_REQUIRED WORK_
Return all lines from the entries below in which the word "single" is present.

Dataset entries

*** Begin section ***

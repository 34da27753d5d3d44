//! Generation envelope construction.
//!
//! One builder per mode. The upstream expects the component tree
//! (`draft_content`) and the telemetry envelope (`metrics_extra`) as JSON
//! *strings* inside the outer envelope. All node ids are derived from the
//! caller-supplied component id, so a builder call is fully deterministic
//! given its inputs.

use super::resolution::Resolution;
use regex::Regex;
use serde::Serialize;
use std::sync::OnceLock;

/// Telemetry scene for single image generation.
pub const SCENE_IMAGE_BASIC: &str = "ImageBasicGenerate";

/// Telemetry scene for multi-image generation.
pub const SCENE_IMAGE_MULTI: &str = "ImageMultiGenerate";

/// Telemetry scene for image blending (composition).
pub const SCENE_IMAGE_BLEND: &str = "ImageBlendGenerate";

/// Telemetry scene for video generation.
pub const SCENE_VIDEO: &str = "VideoGenerate";

/// Draft schema version the envelopes declare.
const DRAFT_VERSION: &str = "3.2.9";

/// Minimum client version the draft schema requires.
const DRAFT_MIN_VERSION: &str = "3.0.2";

/// Upper bound for the multi-image target count.
const MAX_MULTI_COUNT: u32 = 8;

/// Inputs for the image builders.
#[derive(Debug, Clone, Copy)]
pub struct ImageInput<'a> {
    pub model_code: &'a str,
    pub prompt: &'a str,
    pub negative_prompt: &'a str,
    pub resolution: Resolution,
    pub sample_strength: f64,
    pub seed: u32,
    pub submit_id: &'a str,
    pub component_id: &'a str,
    pub intelligent_ratio: bool,
    pub app_id: &'a str,
}

/// Inputs for the video builder.
#[derive(Debug, Clone, Copy)]
pub struct VideoInput<'a> {
    pub model_code: &'a str,
    pub prompt: &'a str,
    pub resolution: Resolution,
    pub duration_secs: u32,
    pub fps: u32,
    pub seed: u32,
    pub submit_id: &'a str,
    pub component_id: &'a str,
    pub first_frame_uri: Option<&'a str>,
    pub end_frame_uri: Option<&'a str>,
    pub app_id: &'a str,
}

/// Builds the text-to-image envelope.
pub fn build_text2img(input: &ImageInput<'_>) -> serde_json::Value {
    build_image_envelope(input, SCENE_IMAGE_BASIC, 1, &[])
}

/// Builds the multi-image envelope (text-to-image with a target count).
pub fn build_multi_img(input: &ImageInput<'_>, count: u32) -> serde_json::Value {
    build_image_envelope(input, SCENE_IMAGE_MULTI, count.clamp(2, MAX_MULTI_COUNT), &[])
}

/// Builds the image-blend envelope over N uploaded input images.
pub fn build_img2img(input: &ImageInput<'_>, image_uris: &[String]) -> serde_json::Value {
    build_image_envelope(input, SCENE_IMAGE_BLEND, 1, image_uris)
}

fn build_image_envelope(
    input: &ImageInput<'_>,
    scene: &'static str,
    generate_count: u32,
    image_uris: &[String],
) -> serde_json::Value {
    let blend = !image_uris.is_empty();
    let core_param = CoreParam {
        kind: "",
        id: node_id(input.component_id, "core_param"),
        model: input.model_code,
        prompt: input.prompt,
        negative_prompt: input.negative_prompt,
        seed: input.seed,
        sample_strength: input.sample_strength,
        intelligent_ratio: input.intelligent_ratio,
        large_image_info: LargeImageInfo {
            kind: "",
            id: node_id(input.component_id, "large_image_info"),
            width: input.resolution.width,
            height: input.resolution.height,
            resolution_type: input.resolution.tier.as_str(),
        },
    };

    let ability_name = if blend { "blend" } else { "generate" };
    let ability = GenerateAbility {
        kind: "",
        id: node_id(input.component_id, ability_name),
        core_param,
        ability_list: image_uris
            .iter()
            .enumerate()
            .map(|(index, uri)| AbilityImageRef {
                kind: "",
                id: node_id(input.component_id, &format!("image_ref_{}", index)),
                name: "image_ref",
                image_uri: uri,
                strength: input.sample_strength,
            })
            .collect(),
        prompt_placeholder_info_list: image_uris
            .iter()
            .enumerate()
            .map(|(index, _)| PromptPlaceholder {
                kind: "",
                id: node_id(input.component_id, &format!("placeholder_{}", index)),
                ability_index: index as u32,
            })
            .collect(),
        postedit_param: PosteditParam {
            kind: "",
            id: node_id(input.component_id, "postedit"),
            generate_type: 0,
        },
    };

    let draft = DraftContent {
        kind: "draft",
        id: node_id(input.component_id, "draft"),
        min_version: DRAFT_MIN_VERSION,
        min_features: &[],
        is_from_tsn: true,
        version: DRAFT_VERSION,
        main_component_id: input.component_id,
        component_list: vec![Component {
            kind: "image_base_component",
            id: input.component_id,
            min_version: DRAFT_MIN_VERSION,
            generate_type: if blend { "blend" } else { "generate" },
            aigc_mode: "workbench",
            abilities: Abilities {
                kind: "",
                id: node_id(input.component_id, "abilities"),
                generate: if blend { None } else { Some(ability.clone()) },
                blend: if blend { Some(ability) } else { None },
                gen_video: None,
            },
        }],
    };

    let strengths: Vec<f64> = if blend {
        image_uris.iter().map(|_| input.sample_strength).collect()
    } else {
        vec![input.sample_strength]
    };
    let metrics = MetricsExtra {
        scene,
        submit_id: input.submit_id,
        resolution_type: input.resolution.tier.as_str(),
        is_regenerate: false,
        template_id: "",
        generate_count,
        ability_strengths: strengths,
    };

    envelope(input.model_code, input.submit_id, input.app_id, &draft, &metrics)
}

/// Builds the image-to-video envelope.
pub fn build_img2video(input: &VideoInput<'_>) -> serde_json::Value {
    let duration_ms = input.duration_secs * 1000;
    let gen_video = GenVideoAbility {
        kind: "",
        id: node_id(input.component_id, "gen_video"),
        video_gen_inputs: vec![VideoGenInput {
            kind: "",
            id: node_id(input.component_id, "video_gen_input"),
            prompt: input.prompt,
            video_mode: 2,
            fps: input.fps,
            duration_ms,
            resolution: input.resolution.tier.as_str(),
            first_frame_image: input.first_frame_uri.map(|uri| FrameImage {
                kind: "image",
                id: node_id(input.component_id, "first_frame"),
                source_from: "upload",
                image_uri: uri,
            }),
            end_frame_image: input.end_frame_uri.map(|uri| FrameImage {
                kind: "image",
                id: node_id(input.component_id, "end_frame"),
                source_from: "upload",
                image_uri: uri,
            }),
        }],
        video_task_extra: VideoTaskExtra {
            model: input.model_code,
            seed: input.seed,
        },
        postedit_param: PosteditParam {
            kind: "",
            id: node_id(input.component_id, "postedit"),
            generate_type: 0,
        },
    };

    let draft = DraftContent {
        kind: "draft",
        id: node_id(input.component_id, "draft"),
        min_version: DRAFT_MIN_VERSION,
        min_features: &[],
        is_from_tsn: true,
        version: DRAFT_VERSION,
        main_component_id: input.component_id,
        component_list: vec![Component {
            kind: "video_base_component",
            id: input.component_id,
            min_version: DRAFT_MIN_VERSION,
            generate_type: "gen_video",
            aigc_mode: "workbench",
            abilities: Abilities {
                kind: "",
                id: node_id(input.component_id, "abilities"),
                generate: None,
                blend: None,
                gen_video: Some(gen_video),
            },
        }],
    };

    let metrics = MetricsExtra {
        scene: SCENE_VIDEO,
        submit_id: input.submit_id,
        resolution_type: input.resolution.tier.as_str(),
        is_regenerate: false,
        template_id: "",
        generate_count: 1,
        ability_strengths: Vec::new(),
    };

    envelope(input.model_code, input.submit_id, input.app_id, &draft, &metrics)
}

/// Detects multi-image intent.
///
/// An explicit `count` on the request wins. The legacy prompt heuristic
/// (`N张`, "N sheets") is kept as a fallback for older clients and is
/// deprecated in the API docs. Returns `None` for single-image requests.
pub fn detect_multi_count(prompt: &str, explicit: Option<u32>) -> Option<u32> {
    if let Some(count) = explicit {
        return (count > 1).then(|| count.min(MAX_MULTI_COUNT));
    }

    static COUNT_RE: OnceLock<Regex> = OnceLock::new();
    let re = COUNT_RE.get_or_init(|| Regex::new(r"(\d+)\s*张").expect("static regex compiles"));
    let count: u32 = re
        .captures(prompt)?
        .get(1)?
        .as_str()
        .parse()
        .ok()?;
    (count > 1).then(|| count.min(MAX_MULTI_COUNT))
}

/// Assembles the outer envelope, stringifying the draft and metrics.
fn envelope(
    model_code: &str,
    submit_id: &str,
    app_id: &str,
    draft: &DraftContent<'_>,
    metrics: &MetricsExtra<'_>,
) -> serde_json::Value {
    serde_json::json!({
        "extend": {
            "root_model": model_code,
            "template_id": "",
        },
        "submit_id": submit_id,
        "metrics_extra": serde_json::to_string(metrics).expect("metrics serialize"),
        "draft_content": serde_json::to_string(draft).expect("draft serialize"),
        "http_common_info": {
            "aid": app_id,
        },
    })
}

/// Derives a stable child node id.
fn node_id(component_id: &str, label: &str) -> String {
    format!("{}-{}", component_id, label)
}

// Component tree wire types. `type` is a reserved word, hence `kind`.

#[derive(Serialize)]
struct DraftContent<'a> {
    #[serde(rename = "type")]
    kind: &'static str,
    id: String,
    min_version: &'static str,
    min_features: &'static [&'static str],
    is_from_tsn: bool,
    version: &'static str,
    main_component_id: &'a str,
    component_list: Vec<Component<'a>>,
}

#[derive(Serialize)]
struct Component<'a> {
    #[serde(rename = "type")]
    kind: &'static str,
    id: &'a str,
    min_version: &'static str,
    generate_type: &'static str,
    aigc_mode: &'static str,
    abilities: Abilities<'a>,
}

#[derive(Serialize)]
struct Abilities<'a> {
    #[serde(rename = "type")]
    kind: &'static str,
    id: String,
    #[serde(skip_serializing_if = "Option::is_none")]
    generate: Option<GenerateAbility<'a>>,
    #[serde(skip_serializing_if = "Option::is_none")]
    blend: Option<GenerateAbility<'a>>,
    #[serde(skip_serializing_if = "Option::is_none")]
    gen_video: Option<GenVideoAbility<'a>>,
}

#[derive(Serialize, Clone)]
struct GenerateAbility<'a> {
    #[serde(rename = "type")]
    kind: &'static str,
    id: String,
    core_param: CoreParam<'a>,
    #[serde(skip_serializing_if = "Vec::is_empty")]
    ability_list: Vec<AbilityImageRef<'a>>,
    prompt_placeholder_info_list: Vec<PromptPlaceholder>,
    postedit_param: PosteditParam,
}

#[derive(Serialize, Clone)]
struct CoreParam<'a> {
    #[serde(rename = "type")]
    kind: &'static str,
    id: String,
    model: &'a str,
    prompt: &'a str,
    negative_prompt: &'a str,
    seed: u32,
    sample_strength: f64,
    intelligent_ratio: bool,
    large_image_info: LargeImageInfo,
}

#[derive(Serialize, Clone)]
struct LargeImageInfo {
    #[serde(rename = "type")]
    kind: &'static str,
    id: String,
    width: u32,
    height: u32,
    resolution_type: &'static str,
}

#[derive(Serialize, Clone)]
struct AbilityImageRef<'a> {
    #[serde(rename = "type")]
    kind: &'static str,
    id: String,
    name: &'static str,
    image_uri: &'a str,
    strength: f64,
}

#[derive(Serialize, Clone)]
struct PromptPlaceholder {
    #[serde(rename = "type")]
    kind: &'static str,
    id: String,
    ability_index: u32,
}

#[derive(Serialize, Clone)]
struct PosteditParam {
    #[serde(rename = "type")]
    kind: &'static str,
    id: String,
    generate_type: u32,
}

#[derive(Serialize)]
struct GenVideoAbility<'a> {
    #[serde(rename = "type")]
    kind: &'static str,
    id: String,
    video_gen_inputs: Vec<VideoGenInput<'a>>,
    video_task_extra: VideoTaskExtra<'a>,
    postedit_param: PosteditParam,
}

#[derive(Serialize)]
struct VideoGenInput<'a> {
    #[serde(rename = "type")]
    kind: &'static str,
    id: String,
    prompt: &'a str,
    video_mode: u32,
    fps: u32,
    duration_ms: u32,
    resolution: &'static str,
    #[serde(skip_serializing_if = "Option::is_none")]
    first_frame_image: Option<FrameImage<'a>>,
    #[serde(skip_serializing_if = "Option::is_none")]
    end_frame_image: Option<FrameImage<'a>>,
}

#[derive(Serialize)]
struct FrameImage<'a> {
    #[serde(rename = "type")]
    kind: &'static str,
    id: String,
    source_from: &'static str,
    image_uri: &'a str,
}

#[derive(Serialize)]
struct VideoTaskExtra<'a> {
    model: &'a str,
    seed: u32,
}

#[derive(Serialize)]
struct MetricsExtra<'a> {
    scene: &'static str,
    submit_id: &'a str,
    resolution_type: &'static str,
    is_regenerate: bool,
    template_id: &'static str,
    generate_count: u32,
    ability_strengths: Vec<f64>,
}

*** End section ***

_TASK OUTPUT_
/// Telemetry scene for single image generation.
/// deprecated in the API docs. Returns `None` for single-image requests.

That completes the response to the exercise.